_Given data_.
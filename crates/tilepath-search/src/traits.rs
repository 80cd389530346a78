use tilepath_core::{Adjacency, Coord, Tile, TileGrid};

/// A searchable tile layout.
///
/// Rectangular grids are the stock implementation; anything that can
/// resolve a coordinate to a [`Tile`] and enumerate neighbors under an
/// adjacency policy can be searched, including irregular or offset
/// (hexagonal-style) layouts.
pub trait Topology {
    /// Tile at `at`, or `None` when the coordinate is outside the layout.
    fn tile(&self, at: Coord) -> Option<Tile>;

    /// Append the in-layout neighbors of `at` into `buf`. The caller
    /// clears `buf` before calling.
    ///
    /// The order must be deterministic for a given coordinate and policy,
    /// and every appended coordinate must resolve via
    /// [`Topology::tile`]. Blocked tiles are included; the search filters
    /// walkability itself.
    fn neighbors(&self, at: Coord, adjacency: Adjacency, buf: &mut Vec<Coord>);
}

impl Topology for TileGrid {
    #[inline]
    fn tile(&self, at: Coord) -> Option<Tile> {
        TileGrid::tile(self, at)
    }

    #[inline]
    fn neighbors(&self, at: Coord, adjacency: Adjacency, buf: &mut Vec<Coord>) {
        TileGrid::neighbors(self, at, adjacency, buf);
    }
}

_What you should do_.
When you copy the material, keep every line exactly as it stands.

_Response area_.
filename crates/tilepath-search/src/traits.rs
repository 80cd389530346a78
use tilepath_core::{Adjacency, Coord, Tile, TileGrid};

/// A searchable tile layout.
///
/// Rectangular grids are the stock implementation; anything that can
/// resolve a coordinate to a [`Tile`] and enumerate neighbors under an
/// adjacency policy can be searched, including irregular or offset
/// (hexagonal-style) layouts.
pub trait Topology {
    /// Tile at `at`, or `None` when the coordinate is outside the layout.
    fn tile(&self, at: Coord) -> Option<Tile>;

    /// Append the in-layout neighbors of `at` into `buf`. The caller
    /// clears `buf` before calling.
    ///
    /// The order must be deterministic for a given coordinate and policy,
    /// and every appended coordinate must resolve via
    /// [`Topology::tile`]. Blocked tiles are included; the search filters
    /// walkability itself.
    fn neighbors(&self, at: Coord, adjacency: Adjacency, buf: &mut Vec<Coord>);
}

impl Topology for TileGrid {
    #[inline]
    fn tile(&self, at: Coord) -> Option<Tile> {
        TileGrid::tile(self, at)
    }

    #[inline]
    fn neighbors(&self, at: Coord, adjacency: Adjacency, buf: &mut Vec<Coord>) {
        TileGrid::neighbors(self, at, adjacency, buf);
    }
}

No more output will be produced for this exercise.